Jackson Heights street renamed after Jose Peralta

The Jackson Heights street where the late State Senator Jose Peralta lived will forever bear his name.

On Sunday, dozens of elected officials joined Peralta’s family and hundreds of community members to unveil “State Senator Jose R. Peralta Way” on 37th Avenue and 89th Street.

Peralta, who served in the Assembly from 2002 to 2010 and the State Senate from 2010 until his untimely death last November, died of complications from cancer. He was just 47 years old.

At the street renaming ceremony, Evelyn Peralta, his wife, said the senator’s calling was to serve people. Even on his last day, just before Thanksgiving, he was giving out free turkeys for families in need.

“He did it because he understood the importance of giving back,” she said.

Peralta also sacrificed time with his family, she said, including missing family dinners and busy weekends due to events and frequent trips to Albany.

Some vacations were even cut short because he had to return to the state capital for a vote or passing the budget.

“At the end, he sacrificed his health to make our world a better place,” Peralta said. “Jose is a hero in my eyes.”

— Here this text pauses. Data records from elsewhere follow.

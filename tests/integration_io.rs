//! Import → plan → export round trip through files.

mod common;

use std::fs;
use std::path::PathBuf;

use pick_plan::config::ExportConfig;
use pick_plan::io::export::{HEADER, export_csv, export_json};
use pick_plan::io::import::{read_capacity_file, read_demand_file};
use pick_plan::plan::PlanEngine;

fn temp_path(name: &str) -> PathBuf {
    std::env::temp_dir().join(format!("pick-plan-io-{}-{name}", std::process::id()))
}

fn write_inputs(tag: &str) -> (PathBuf, PathBuf) {
    let demand_path = temp_path(&format!("{tag}-demand.csv"));
    let capacity_path = temp_path(&format!("{tag}-capacity.csv"));
    fs::write(
        &demand_path,
        "date;quantity\n\
         04.03.2024;120\n05.03.2024;80\n06.03.2024;100\n07.03.2024;90\n\
         08.03.2024;110\n09.03.2024;30\n10.03.2024;20\n11.03.2024;130\n",
    )
    .expect("write demand");
    fs::write(
        &capacity_path,
        "date;picking_capacity;packing_capacity;forecast_addition_pct\n\
         2024-03-04;500;500;0\n2024-03-05;500;500;10\n2024-03-06;500;500;0\n\
         2024-03-07;500;500;0\n2024-03-08;500;500;0\n2024-03-09;0;0;0\n\
         2024-03-10;0;0;0\n2024-03-11;500;500;0\n",
    )
    .expect("write capacity");
    (demand_path, capacity_path)
}

#[test]
fn files_round_trip_to_csv_plan() {
    let (demand_path, capacity_path) = write_inputs("csv");
    let demand = read_demand_file(&demand_path, b';').expect("demand import");
    let capacity = read_capacity_file(&capacity_path, b';').expect("capacity import");
    assert_eq!(demand.len(), 8);
    assert_eq!(capacity.len(), 8);

    let rows = PlanEngine::default().plan(&demand, &capacity).expect("plan");
    assert_eq!(rows[1].adjusted_demand, 88);
    assert_eq!(rows[7].cumulative_demand, 180);

    let out = temp_path("plan.csv");
    export_csv(&rows, &ExportConfig::default(), &out).expect("export");

    let mut rdr = csv::ReaderBuilder::new()
        .delimiter(b';')
        .from_path(&out)
        .expect("plan csv readable");
    let headers = rdr.headers().cloned().expect("header");
    assert_eq!(headers.len(), HEADER.len());

    let records: Vec<csv::StringRecord> = rdr.records().map(|r| r.expect("row")).collect();
    assert_eq!(records.len(), 8);
    for rec in &records {
        let final_qty: f64 = rec[12].replace(',', ".").parse().expect("decimal comma number");
        assert!(final_qty >= 0.0);
    }
    assert_eq!(&records[5][3], "false");

    for p in [demand_path, capacity_path, out] {
        let _ = fs::remove_file(p);
    }
}

#[test]
fn json_export_lists_every_day() {
    let (demand_path, capacity_path) = write_inputs("json");
    let demand = read_demand_file(&demand_path, b';').expect("demand import");
    let capacity = read_capacity_file(&capacity_path, b';').expect("capacity import");
    let rows = PlanEngine::default().plan(&demand, &capacity).expect("plan");

    let out = temp_path("plan.json");
    export_json(&rows, &out).expect("export");
    let text = fs::read_to_string(&out).expect("read back");
    let value: serde_json::Value = serde_json::from_str(&text).expect("valid json");
    let records = value.as_array().expect("array");
    assert_eq!(records.len(), rows.len());
    assert_eq!(records[0]["is_working_day"], true);
    assert_eq!(records[0]["week_number"], 10);

    for p in [demand_path, capacity_path, out] {
        let _ = fs::remove_file(p);
    }
}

Jose Peralta made history in 2010 by becoming the first Dominican-American elected to the State Senate. Local lawmakers who paid tribute to him on Sunday described Peralta as a kind man but a fierce advocate for immigrants, workers and young people.

“He always stood up for the underdog,” said Councilman Daniel Dromm, who co-sponsored legislation for the street renaming.

“Everything Jose did was for this community,” added Assemblyman Michael DenDekker. “He cared so much.”

Peralta is also remembered for championing the New York State DREAM Act, which he first introduced in Albany in 2013. The bill, which allows undocumented students to receive state tuition assitance, was passed and signed into law this year and also bears his name.

Councilman Francisco Moya, who represents many of the same neighborhoods as Peralta, called his former colleague the “embodiment and symbol of the American dream.”

Moya, who carried the DREAM Act when he was a member of the Assembly, recalled that Peralta used to walk around with a shirt that read “New York State DREAM Act.”

They even made a deal that when the legislation eventually passed, Peralta would wash the t-shirt and Moya would shave his beard.

“He had that great spirit and enthusiasm behind such a serious subject,” Moya said.

The Corona councilman said when they first introduced the bill, they could “barely get ten people” to stand with them. Now, it’s popular to defend immigrant rights.

“He was doing this when no one was talking about it,” he said. “That’s true leadership.”

While most speakers at the street renaming ceremony spoke about Peralta’s professional and political accomplishments, his son, Miles Peralta, shed light on his father’s “silly” side at home.

Miles reminisced about his father picking him up after school and getting a slice of pizza.

“Most of the time he was on his phone working,” he said, “but that was my time with my dad. To me, that was special.”

He also recalled his father taking him to basketball games, playing music in the car and making him laugh at home with funny outfits and dances.

“I miss our family trips,” Peralta said. “It’s just not the same without him.”

Miles added that his father won’t be around when he gets his driver’s license, graduates from school and gets married to start his own family.

“But I know he will always be watching, guiding and cheering me while I accomplish my goals,” he said.

“It’s going to be great walking down this block and looking up at my dad’s name,” Peralta added. “He was an awesome dad.”